(Items from a dataset)
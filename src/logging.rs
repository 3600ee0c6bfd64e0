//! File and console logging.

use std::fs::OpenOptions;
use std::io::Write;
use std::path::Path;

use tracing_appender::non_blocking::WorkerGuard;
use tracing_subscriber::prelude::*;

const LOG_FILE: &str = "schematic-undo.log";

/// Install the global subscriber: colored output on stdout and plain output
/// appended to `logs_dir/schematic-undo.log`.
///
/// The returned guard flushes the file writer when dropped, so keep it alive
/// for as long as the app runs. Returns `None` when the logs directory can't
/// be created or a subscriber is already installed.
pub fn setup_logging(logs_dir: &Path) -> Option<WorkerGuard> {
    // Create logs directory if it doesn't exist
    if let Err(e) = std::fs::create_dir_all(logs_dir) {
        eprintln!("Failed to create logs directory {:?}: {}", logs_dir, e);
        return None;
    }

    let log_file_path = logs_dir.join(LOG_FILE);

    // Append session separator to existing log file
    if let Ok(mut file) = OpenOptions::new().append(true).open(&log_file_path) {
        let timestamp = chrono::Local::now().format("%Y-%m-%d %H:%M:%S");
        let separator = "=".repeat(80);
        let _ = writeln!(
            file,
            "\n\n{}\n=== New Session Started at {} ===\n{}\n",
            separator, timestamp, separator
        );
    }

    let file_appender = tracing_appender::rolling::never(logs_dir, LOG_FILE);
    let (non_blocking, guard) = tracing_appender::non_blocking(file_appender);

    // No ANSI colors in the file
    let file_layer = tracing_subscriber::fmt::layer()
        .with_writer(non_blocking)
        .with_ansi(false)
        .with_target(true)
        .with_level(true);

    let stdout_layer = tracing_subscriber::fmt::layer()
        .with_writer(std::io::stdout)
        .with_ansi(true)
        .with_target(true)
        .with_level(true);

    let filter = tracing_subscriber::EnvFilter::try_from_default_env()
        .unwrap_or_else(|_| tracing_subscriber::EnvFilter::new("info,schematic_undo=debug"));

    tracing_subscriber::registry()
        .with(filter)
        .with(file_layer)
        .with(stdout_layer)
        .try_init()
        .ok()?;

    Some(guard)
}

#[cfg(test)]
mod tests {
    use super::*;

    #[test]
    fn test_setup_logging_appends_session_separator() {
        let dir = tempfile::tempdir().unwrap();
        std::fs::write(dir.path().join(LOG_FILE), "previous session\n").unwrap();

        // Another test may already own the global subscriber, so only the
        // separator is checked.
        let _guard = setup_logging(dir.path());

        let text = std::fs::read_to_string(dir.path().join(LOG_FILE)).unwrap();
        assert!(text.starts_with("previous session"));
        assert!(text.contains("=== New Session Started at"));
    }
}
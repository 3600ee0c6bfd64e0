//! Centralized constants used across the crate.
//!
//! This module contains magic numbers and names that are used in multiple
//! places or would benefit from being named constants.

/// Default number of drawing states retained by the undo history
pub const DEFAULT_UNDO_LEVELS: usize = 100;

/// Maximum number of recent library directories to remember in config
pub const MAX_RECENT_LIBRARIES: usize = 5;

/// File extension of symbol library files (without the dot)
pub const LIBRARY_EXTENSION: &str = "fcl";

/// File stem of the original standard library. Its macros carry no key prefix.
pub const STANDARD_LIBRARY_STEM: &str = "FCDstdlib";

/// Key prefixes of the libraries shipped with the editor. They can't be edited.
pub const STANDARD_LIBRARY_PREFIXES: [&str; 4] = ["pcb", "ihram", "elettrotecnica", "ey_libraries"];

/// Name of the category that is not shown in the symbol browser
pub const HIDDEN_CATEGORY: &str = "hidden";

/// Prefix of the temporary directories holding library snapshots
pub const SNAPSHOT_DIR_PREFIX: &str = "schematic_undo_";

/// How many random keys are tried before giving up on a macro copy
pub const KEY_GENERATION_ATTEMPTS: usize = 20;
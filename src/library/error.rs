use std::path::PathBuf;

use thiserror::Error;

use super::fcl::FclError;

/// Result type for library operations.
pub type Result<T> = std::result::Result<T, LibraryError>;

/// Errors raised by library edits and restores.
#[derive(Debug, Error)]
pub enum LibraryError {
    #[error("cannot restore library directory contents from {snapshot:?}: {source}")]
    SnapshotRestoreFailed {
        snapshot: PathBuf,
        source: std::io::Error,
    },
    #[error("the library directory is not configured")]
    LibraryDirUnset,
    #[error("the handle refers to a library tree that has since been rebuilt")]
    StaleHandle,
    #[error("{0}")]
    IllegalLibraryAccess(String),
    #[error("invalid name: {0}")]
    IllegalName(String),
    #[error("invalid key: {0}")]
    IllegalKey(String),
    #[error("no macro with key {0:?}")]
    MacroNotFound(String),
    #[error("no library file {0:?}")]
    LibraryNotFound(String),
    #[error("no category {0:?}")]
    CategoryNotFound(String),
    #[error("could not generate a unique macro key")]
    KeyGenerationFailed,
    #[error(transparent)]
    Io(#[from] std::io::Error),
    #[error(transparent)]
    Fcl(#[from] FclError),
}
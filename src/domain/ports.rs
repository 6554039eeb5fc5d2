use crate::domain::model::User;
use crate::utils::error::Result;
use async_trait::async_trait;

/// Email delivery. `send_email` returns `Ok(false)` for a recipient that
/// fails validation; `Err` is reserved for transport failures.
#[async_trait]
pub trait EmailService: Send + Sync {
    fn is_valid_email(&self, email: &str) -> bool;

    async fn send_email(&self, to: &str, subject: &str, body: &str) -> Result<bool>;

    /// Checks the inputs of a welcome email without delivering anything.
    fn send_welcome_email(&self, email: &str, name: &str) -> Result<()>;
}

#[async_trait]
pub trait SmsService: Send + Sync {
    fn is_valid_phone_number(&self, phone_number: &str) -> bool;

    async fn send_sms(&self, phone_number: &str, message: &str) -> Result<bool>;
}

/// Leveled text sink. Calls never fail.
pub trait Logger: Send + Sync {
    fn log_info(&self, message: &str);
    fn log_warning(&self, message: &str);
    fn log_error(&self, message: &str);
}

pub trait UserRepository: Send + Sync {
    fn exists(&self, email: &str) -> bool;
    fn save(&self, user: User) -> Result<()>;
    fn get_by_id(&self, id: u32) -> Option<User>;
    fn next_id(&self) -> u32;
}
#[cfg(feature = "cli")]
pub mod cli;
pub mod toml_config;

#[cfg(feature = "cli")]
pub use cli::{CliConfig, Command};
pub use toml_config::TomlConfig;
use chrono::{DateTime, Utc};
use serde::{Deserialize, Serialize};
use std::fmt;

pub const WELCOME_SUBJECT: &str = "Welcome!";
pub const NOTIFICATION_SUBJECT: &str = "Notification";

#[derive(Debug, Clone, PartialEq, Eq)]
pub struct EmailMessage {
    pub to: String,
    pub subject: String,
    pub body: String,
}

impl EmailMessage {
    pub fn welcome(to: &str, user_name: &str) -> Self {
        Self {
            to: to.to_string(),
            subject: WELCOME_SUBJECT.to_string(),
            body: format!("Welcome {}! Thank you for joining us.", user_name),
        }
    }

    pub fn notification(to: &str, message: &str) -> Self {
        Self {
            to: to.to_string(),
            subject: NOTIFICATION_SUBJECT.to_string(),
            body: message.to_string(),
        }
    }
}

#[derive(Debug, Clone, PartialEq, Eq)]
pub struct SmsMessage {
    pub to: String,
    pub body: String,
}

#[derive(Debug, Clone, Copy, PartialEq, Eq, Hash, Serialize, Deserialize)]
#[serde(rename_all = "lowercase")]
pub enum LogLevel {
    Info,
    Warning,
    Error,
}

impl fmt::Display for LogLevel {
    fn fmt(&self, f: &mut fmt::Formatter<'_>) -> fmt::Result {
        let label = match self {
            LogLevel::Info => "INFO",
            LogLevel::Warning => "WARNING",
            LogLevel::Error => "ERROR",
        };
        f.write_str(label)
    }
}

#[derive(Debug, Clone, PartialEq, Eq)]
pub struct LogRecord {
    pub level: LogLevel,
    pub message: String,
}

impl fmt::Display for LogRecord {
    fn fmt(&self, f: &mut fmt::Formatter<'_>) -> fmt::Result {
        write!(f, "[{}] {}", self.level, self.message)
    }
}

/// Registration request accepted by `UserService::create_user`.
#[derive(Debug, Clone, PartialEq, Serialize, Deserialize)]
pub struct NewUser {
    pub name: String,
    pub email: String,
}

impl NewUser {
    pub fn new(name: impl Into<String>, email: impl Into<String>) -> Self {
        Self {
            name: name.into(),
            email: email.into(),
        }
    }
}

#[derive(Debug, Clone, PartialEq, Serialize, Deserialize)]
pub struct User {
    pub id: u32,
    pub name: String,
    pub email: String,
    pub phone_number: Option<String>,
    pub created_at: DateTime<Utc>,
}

— Requirement —
For the word "bool", find all matching lines in the entries above and copy them out.

— Task response —
    fn is_valid_email(&self, email: &str) -> bool;
    async fn send_email(&self, to: &str, subject: &str, body: &str) -> Result<bool>;
    fn is_valid_phone_number(&self, phone_number: &str) -> bool;
    async fn send_sms(&self, phone_number: &str, message: &str) -> Result<bool>;
    fn exists(&self, email: &str) -> bool;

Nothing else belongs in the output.